I was diagnosed with stage 2B cervical cancer in March 2019 and started chemo-radiation and brachytherapy the following month.
Although I seemed to tolerate the treatment itself reasonably well, once the acute effects started to settle down, I began to be troubled by a range of what have turned out to be longer term problems. In May 2021, I was officially diagnosed as having 'late effects' of the treatment I received for cancer, and was told that I was living with PRD.
During and after my treatment, I really appreciated the support I received from my local Maggie's Centre in Cambridge, and also from Shine Cancer Support, a charity for people in their 20s, 30s, and 40s.
At Maggie's, it helped that the staff really understood the type of treatment I had and the side effects it could cause. I found it enormously reassuring to know that I wasn't imagining the pain and other symptoms I had started to develop some time after treatment.
Through Maggie's I heard about PRDA and I found their resources and peer-reviewed links to information about PRD extremely useful. I found the Patient Stories validating too - they confirmed that I wasn't 'imagining' things. I also found confidence in the knowledge that the people who related their stories had found a way of living with these issues.

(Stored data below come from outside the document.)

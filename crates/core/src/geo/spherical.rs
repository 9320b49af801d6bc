//! Spherical (great-circle) geometry backend
//!
//! Positions are mapped to unit vectors; lines are great circles described by
//! their normal vector. Exact on a sphere at any range, at the cost of a few
//! trig calls per operation.

use libm::{acos, atan2, cos};
use nalgebra::Vector3;

use super::great_circle::NM_PER_RADIAN;
use super::vector::{ll2v, normalize, rotate, v2ll};
use super::{GeoPoint, GeometryBackend};

/// Tolerance for on-segment tests on unit-vector dot products
const SEGMENT_EPSILON: f64 = 1e-12;

/// Great-circle geometry on a spherical earth
#[derive(Clone, Copy, Debug, Default, PartialEq, Eq)]
pub struct Spherical;

/// Central angle between two unit vectors in radians
fn angle_between(a: &Vector3<f64>, b: &Vector3<f64>) -> f64 {
    atan2(a.cross(b).norm(), a.dot(b))
}

/// True if `x` lies on the minor arc from `v0` to `v1`
fn on_arc(x: &Vector3<f64>, v0: &Vector3<f64>, v1: &Vector3<f64>) -> bool {
    let span = v0.dot(v1);
    x.dot(v0) >= span - SEGMENT_EPSILON && x.dot(v1) >= span - SEGMENT_EPSILON
}

/// Foot of the perpendicular from `c` onto the great circle with normal `n`
fn foot(c: &Vector3<f64>, n: &Vector3<f64>) -> Option<Vector3<f64>> {
    normalize(&(c - n * n.dot(c)))
}

impl GeometryBackend for Spherical {
    fn distance(&self, p0: &GeoPoint, p1: &GeoPoint) -> f64 {
        angle_between(&ll2v(p0), &ll2v(p1)) * NM_PER_RADIAN
    }

    fn closest(&self, p: &GeoPoint, p0: &GeoPoint, p1: &GeoPoint) -> GeoPoint {
        let (v0, v1) = (ll2v(p0), ll2v(p1));
        let Some(n) = normalize(&v0.cross(&v1)) else {
            return *p0;
        };
        match foot(&ll2v(p), &n) {
            Some(m) => v2ll(&m),
            None => *p0,
        }
    }

    fn closest_seg(&self, p: &GeoPoint, p0: &GeoPoint, p1: &GeoPoint) -> GeoPoint {
        let (c, v0, v1) = (ll2v(p), ll2v(p0), ll2v(p1));
        if let Some(n) = normalize(&v0.cross(&v1)) {
            if let Some(m) = foot(&c, &n) {
                if on_arc(&m, &v0, &v1) {
                    return v2ll(&m);
                }
            }
        }
        if angle_between(&c, &v0) <= angle_between(&c, &v1) {
            *p0
        } else {
            *p1
        }
    }

    fn intersect_circle(
        &self,
        p: &GeoPoint,
        radius_nm: f64,
        p0: &GeoPoint,
        p1: &GeoPoint,
    ) -> Option<GeoPoint> {
        let (c, v0, v1) = (ll2v(p), ll2v(p0), ll2v(p1));
        let n = normalize(&v0.cross(&v1))?;
        let v = foot(&c, &n)?;

        // cosine of the angular distance from the centre to the great circle
        let a = c.dot(&v);
        let d = cos(radius_nm / NM_PER_RADIAN);
        if a < d {
            return None;
        }
        let b = acos((d / a).clamp(-1.0, 1.0));

        // positive rotation about n moves from v0 toward v1
        [rotate(&v, &n, b), rotate(&v, &n, -b)]
            .into_iter()
            .filter(|w| on_arc(w, &v0, &v1))
            .min_by(|x, y| angle_between(x, &v1).total_cmp(&angle_between(y, &v1)))
            .map(|w| v2ll(&w))
    }

    fn intersect(
        &self,
        p: &GeoPoint,
        bearing_deg: f64,
        p0: &GeoPoint,
        p1: &GeoPoint,
    ) -> Option<GeoPoint> {
        let (c, v0, v1) = (ll2v(p), ll2v(p0), ll2v(p1));
        let n = normalize(&v0.cross(&v1))?;

        // positive rotation of the pole about c sweeps clockwise from north
        let b = rotate(&Vector3::z(), &c, bearing_deg.to_radians());
        let m = normalize(&c.cross(&b))?;
        let heading = normalize(&(b - c * c.dot(&b)))?;

        let i = normalize(&n.cross(&m))?;
        let i = if i.dot(&heading) >= 0.0 { i } else { -i };
        if on_arc(&i, &v0, &v1) {
            Some(v2ll(&i))
        } else {
            None
        }
    }
}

When the chance to volunteer with PRDA came up, I hoped that I might be able to give something back and be able to help others as a result of my own experiences. You don't want anyone else to go through what you have been through. I hope, by contributing, I might be able to help those that are experiencing PRD at least a bit.
PRDA is a small charity and I like the idea of helping a smaller, more specialised charity which doesn't get as much attention as the larger cancer support charities.
Through PRDA I think I might be able to make more of a direct contribution to those who need support.
One thing I noticed was that there is a lot more information and discussion about bowel and bladder issues after pelvic radiotherapy, which can be incredibly debilitating - but these are not my main symptoms. My main symptoms are lower back pain and leg pain which cause me mobility issues and debilitating fatigue, all of which come under the umbrella of PRD, but which seem to be less common and less well researched.
Through my volunteering with PRDA, I hope that I might be able to represent - and raise the profile of - some of these "other" PRD side effects and their impact.
Being part of the PRD volunteer programme - a small community of people who understand and appreciate the impact PRD can have on your life - means a lot to me. Being part of the PRDA Patient Advisory Group helps to give a bit more meaning to my experiences.
Sharing what I have found to have helped me along the way is rewarding, and also gives me a productive way of saying "thank you", at least in part, for all the support I have been given over the last few years.